┌─ Entries supplied

//! Postgres-backed store.
//!
//! Schema is created by [`PostgresStore::migrate`]. Tasks reference their
//! owner with `ON DELETE CASCADE`, so deleting a user removes their tasks in
//! the same statement.

use std::collections::BTreeSet;
use std::str::FromStr;

use chrono::{DateTime, NaiveDate, Utc};
use sqlx::postgres::{PgPoolOptions, PgRow};
use sqlx::{PgPool, Row};
use tracing::instrument;
use uuid::Uuid;

use taskboard_auth::{NewUser, Role, UserAccount};
use taskboard_core::{TaskId, UserId};
use taskboard_tasks::{Task, TaskDraft, TaskFilter, TaskStatus};

use super::{SessionStore, StoreError, StoreResult, TaskStore, UserStore};

const SCHEMA: &[&str] = &[
    r#"
    CREATE TABLE IF NOT EXISTS users (
        id            BIGSERIAL PRIMARY KEY,
        name          TEXT NOT NULL,
        email         TEXT NOT NULL UNIQUE,
        password_hash TEXT NOT NULL,
        roles         TEXT[] NOT NULL DEFAULT '{}',
        created_at    TIMESTAMPTZ NOT NULL,
        updated_at    TIMESTAMPTZ NOT NULL
    )
    "#,
    r#"
    CREATE TABLE IF NOT EXISTS tasks (
        id          BIGSERIAL PRIMARY KEY,
        title       VARCHAR(255) NOT NULL,
        description TEXT,
        status      TEXT NOT NULL DEFAULT 'pending'
                    CHECK (status IN ('pending', 'in_progress', 'completed')),
        due_date    DATE,
        user_id     BIGINT NOT NULL REFERENCES users(id) ON DELETE CASCADE,
        created_at  TIMESTAMPTZ NOT NULL,
        updated_at  TIMESTAMPTZ NOT NULL
    )
    "#,
    "CREATE INDEX IF NOT EXISTS tasks_user_id_idx ON tasks (user_id)",
    r#"
    CREATE TABLE IF NOT EXISTS revoked_tokens (
        jti        UUID PRIMARY KEY,
        expires_at TIMESTAMPTZ NOT NULL
    )
    "#,
];

const USER_COLUMNS: &str = "id, name, email, password_hash, roles, created_at, updated_at";
const TASK_COLUMNS: &str =
    "id, title, description, status, due_date, user_id, created_at, updated_at";

#[derive(Debug, Clone)]
pub struct PostgresStore {
    pool: PgPool,
}

impl PostgresStore {
    pub fn new(pool: PgPool) -> Self {
        Self { pool }
    }

    pub async fn connect(database_url: &str) -> StoreResult<Self> {
        let pool = PgPoolOptions::new()
            .max_connections(10)
            .connect(database_url)
            .await
            .map_err(|e| map_sqlx_error("connect", e))?;
        Ok(Self::new(pool))
    }

    /// Create tables and indexes if they do not exist yet.
    #[instrument(skip(self))]
    pub async fn migrate(&self) -> StoreResult<()> {
        for statement in SCHEMA {
            sqlx::query(statement)
                .execute(&self.pool)
                .await
                .map_err(|e| map_sqlx_error("migrate", e))?;
        }
        Ok(())
    }
}

#[async_trait::async_trait]
impl UserStore for PostgresStore {
    #[instrument(skip(self, user), fields(email = %user.email))]
    async fn insert_user(&self, user: NewUser) -> StoreResult<UserAccount> {
        let sql = format!(
            "INSERT INTO users (name, email, password_hash, roles, created_at, updated_at) \
             VALUES ($1, $2, $3, $4, $5, $5) RETURNING {USER_COLUMNS}"
        );
        let row = sqlx::query(&sql)
            .bind(&user.name)
            .bind(&user.email)
            .bind(&user.password_hash)
            .bind(role_names(&user.roles))
            .bind(user.created_at)
            .fetch_one(&self.pool)
            .await
            .map_err(|e| map_sqlx_error("insert_user", e))?;
        user_from_row(&row)
    }

    #[instrument(skip(self))]
    async fn get_user(&self, id: UserId) -> StoreResult<Option<UserAccount>> {
        let sql = format!("SELECT {USER_COLUMNS} FROM users WHERE id = $1");
        sqlx::query(&sql)
            .bind(id.get())
            .fetch_optional(&self.pool)
            .await
            .map_err(|e| map_sqlx_error("get_user", e))?
            .as_ref()
            .map(user_from_row)
            .transpose()
    }

    #[instrument(skip(self))]
    async fn find_user_by_email(&self, email: &str) -> StoreResult<Option<UserAccount>> {
        let sql = format!("SELECT {USER_COLUMNS} FROM users WHERE email = $1");
        sqlx::query(&sql)
            .bind(email)
            .fetch_optional(&self.pool)
            .await
            .map_err(|e| map_sqlx_error("find_user_by_email", e))?
            .as_ref()
            .map(user_from_row)
            .transpose()
    }

    #[instrument(skip(self))]
    async fn list_users(&self) -> StoreResult<Vec<UserAccount>> {
        let sql = format!("SELECT {USER_COLUMNS} FROM users ORDER BY id");
        sqlx::query(&sql)
            .fetch_all(&self.pool)
            .await
            .map_err(|e| map_sqlx_error("list_users", e))?
            .iter()
            .map(user_from_row)
            .collect()
    }

    #[instrument(skip(self, user), fields(user_id = %user.id))]
    async fn update_user(&self, user: &UserAccount) -> StoreResult<UserAccount> {
        let sql = format!(
            "UPDATE users SET name = $2, email = $3, password_hash = $4, roles = $5, updated_at = $6 \
             WHERE id = $1 RETURNING {USER_COLUMNS}"
        );
        let row = sqlx::query(&sql)
            .bind(user.id.get())
            .bind(&user.name)
            .bind(&user.email)
            .bind(&user.password_hash)
            .bind(role_names(&user.roles))
            .bind(user.updated_at)
            .fetch_optional(&self.pool)
            .await
            .map_err(|e| map_sqlx_error("update_user", e))?
            .ok_or(StoreError::NotFound)?;
        user_from_row(&row)
    }

    #[instrument(skip(self))]
    async fn delete_user(&self, id: UserId) -> StoreResult<bool> {
        let result = sqlx::query("DELETE FROM users WHERE id = $1")
            .bind(id.get())
            .execute(&self.pool)
            .await
            .map_err(|e| map_sqlx_error("delete_user", e))?;
        Ok(result.rows_affected() > 0)
    }
}

#[async_trait::async_trait]
impl TaskStore for PostgresStore {
    #[instrument(skip(self, draft), fields(owner_id = %draft.owner_id))]
    async fn insert_task(&self, draft: TaskDraft) -> StoreResult<Task> {
        let sql = format!(
            "INSERT INTO tasks (title, description, status, due_date, user_id, created_at, updated_at) \
             VALUES ($1, $2, $3, $4, $5, $6, $6) RETURNING {TASK_COLUMNS}"
        );
        let row = sqlx::query(&sql)
            .bind(&draft.title)
            .bind(&draft.description)
            .bind(draft.status.as_str())
            .bind(draft.due_date)
            .bind(draft.owner_id.get())
            .bind(draft.created_at)
            .fetch_one(&self.pool)
            .await
            .map_err(|e| map_sqlx_error("insert_task", e))?;
        task_from_row(&row)
    }

    #[instrument(skip(self))]
    async fn get_task(&self, id: TaskId) -> StoreResult<Option<Task>> {
        let sql = format!("SELECT {TASK_COLUMNS} FROM tasks WHERE id = $1");
        sqlx::query(&sql)
            .bind(id.get())
            .fetch_optional(&self.pool)
            .await
            .map_err(|e| map_sqlx_error("get_task", e))?
            .as_ref()
            .map(task_from_row)
            .transpose()
    }

    #[instrument(skip(self))]
    async fn list_tasks(&self, filter: TaskFilter) -> StoreResult<Vec<Task>> {
        let sql = format!(
            "SELECT {TASK_COLUMNS} FROM tasks \
             WHERE ($1::BIGINT IS NULL OR user_id = $1) AND ($2::TEXT IS NULL OR status = $2) \
             ORDER BY created_at DESC, id DESC"
        );
        sqlx::query(&sql)
            .bind(filter.owner.map(i64::from))
            .bind(filter.status.map(|s| s.as_str()))
            .fetch_all(&self.pool)
            .await
            .map_err(|e| map_sqlx_error("list_tasks", e))?
            .iter()
            .map(task_from_row)
            .collect()
    }

    #[instrument(skip(self, task), fields(task_id = %task.id))]
    async fn update_task(&self, task: &Task) -> StoreResult<Task> {
        let sql = format!(
            "UPDATE tasks SET title = $2, description = $3, status = $4, due_date = $5, \
             user_id = $6, updated_at = $7 WHERE id = $1 RETURNING {TASK_COLUMNS}"
        );
        let row = sqlx::query(&sql)
            .bind(task.id.get())
            .bind(&task.title)
            .bind(&task.description)
            .bind(task.status.as_str())
            .bind(task.due_date)
            .bind(task.owner_id.get())
            .bind(task.updated_at)
            .fetch_optional(&self.pool)
            .await
            .map_err(|e| map_sqlx_error("update_task", e))?
            .ok_or(StoreError::NotFound)?;
        task_from_row(&row)
    }

    #[instrument(skip(self))]
    async fn delete_task(&self, id: TaskId) -> StoreResult<bool> {
        let result = sqlx::query("DELETE FROM tasks WHERE id = $1")
            .bind(id.get())
            .execute(&self.pool)
            .await
            .map_err(|e| map_sqlx_error("delete_task", e))?;
        Ok(result.rows_affected() > 0)
    }

    #[instrument(skip(self))]
    async fn delete_tasks_created_between(
        &self,
        from: DateTime<Utc>,
        until: DateTime<Utc>,
    ) -> StoreResult<u64> {
        let result = sqlx::query("DELETE FROM tasks WHERE created_at >= $1 AND created_at < $2")
            .bind(from)
            .bind(until)
            .execute(&self.pool)
            .await
            .map_err(|e| map_sqlx_error("delete_tasks_created_between", e))?;
        Ok(result.rows_affected())
    }
}

#[async_trait::async_trait]
impl SessionStore for PostgresStore {
    #[instrument(skip(self))]
    async fn revoke_token(&self, jti: Uuid, expires_at: DateTime<Utc>) -> StoreResult<()> {
        sqlx::query("DELETE FROM revoked_tokens WHERE expires_at <= now()")
            .execute(&self.pool)
            .await
            .map_err(|e| map_sqlx_error("revoke_token", e))?;

        sqlx::query(
            "INSERT INTO revoked_tokens (jti, expires_at) VALUES ($1, $2) \
             ON CONFLICT (jti) DO NOTHING",
        )
        .bind(jti)
        .bind(expires_at)
        .execute(&self.pool)
        .await
        .map_err(|e| map_sqlx_error("revoke_token", e))?;
        Ok(())
    }

    #[instrument(skip(self))]
    async fn is_token_revoked(&self, jti: Uuid) -> StoreResult<bool> {
        let row = sqlx::query("SELECT 1 FROM revoked_tokens WHERE jti = $1")
            .bind(jti)
            .fetch_optional(&self.pool)
            .await
            .map_err(|e| map_sqlx_error("is_token_revoked", e))?;
        Ok(row.is_some())
    }
}

// ─────────────────────────────────────────────────────────────────────────────
// Row mapping
// ─────────────────────────────────────────────────────────────────────────────

fn role_names(roles: &BTreeSet<Role>) -> Vec<String> {
    roles.iter().map(|r| r.as_str().to_string()).collect()
}

fn user_from_row(row: &PgRow) -> StoreResult<UserAccount> {
    let roles: Vec<String> = column(row, "roles")?;
    let roles = roles
        .iter()
        .map(|r| Role::from_str(r).map_err(|e| StoreError::Backend(e.to_string())))
        .collect::<StoreResult<BTreeSet<Role>>>()?;

    Ok(UserAccount {
        id: UserId::new(column(row, "id")?),
        name: column(row, "name")?,
        email: column(row, "email")?,
        password_hash: column(row, "password_hash")?,
        roles,
        created_at: column(row, "created_at")?,
        updated_at: column(row, "updated_at")?,
    })
}

fn task_from_row(row: &PgRow) -> StoreResult<Task> {
    let status: String = column(row, "status")?;
    Ok(Task {
        id: TaskId::new(column(row, "id")?),
        title: column(row, "title")?,
        description: column(row, "description")?,
        status: TaskStatus::from_str(&status).map_err(|e| StoreError::Backend(e.to_string()))?,
        due_date: column::<Option<NaiveDate>>(row, "due_date")?,
        owner_id: UserId::new(column(row, "user_id")?),
        created_at: column(row, "created_at")?,
        updated_at: column(row, "updated_at")?,
    })
}

fn column<'r, T>(row: &'r PgRow, name: &str) -> StoreResult<T>
where
    T: sqlx::Decode<'r, sqlx::Postgres> + sqlx::Type<sqlx::Postgres>,
{
    row.try_get(name)
        .map_err(|e| StoreError::Backend(format!("column '{name}': {e}")))
}

fn map_sqlx_error(operation: &str, err: sqlx::Error) -> StoreError {
    match err {
        sqlx::Error::Database(db_err) => {
            let msg = format!("database error in {operation}: {}", db_err.message());
            match db_err.code().as_deref() {
                // unique / foreign key violation
                Some("23505") | Some("23503") => StoreError::Conflict(msg),
                _ => StoreError::Backend(msg),
            }
        }
        sqlx::Error::RowNotFound => StoreError::NotFound,
        other => StoreError::Backend(format!("{operation}: {other}")),
    }
}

└─

Filter the records above, keeping each line that contains the word "TaskStatus".

use taskboard_tasks::{Task, TaskDraft, TaskFilter, TaskStatus};
        status: TaskStatus::from_str(&status).map_err(|e| StoreError::Backend(e.to_string()))?,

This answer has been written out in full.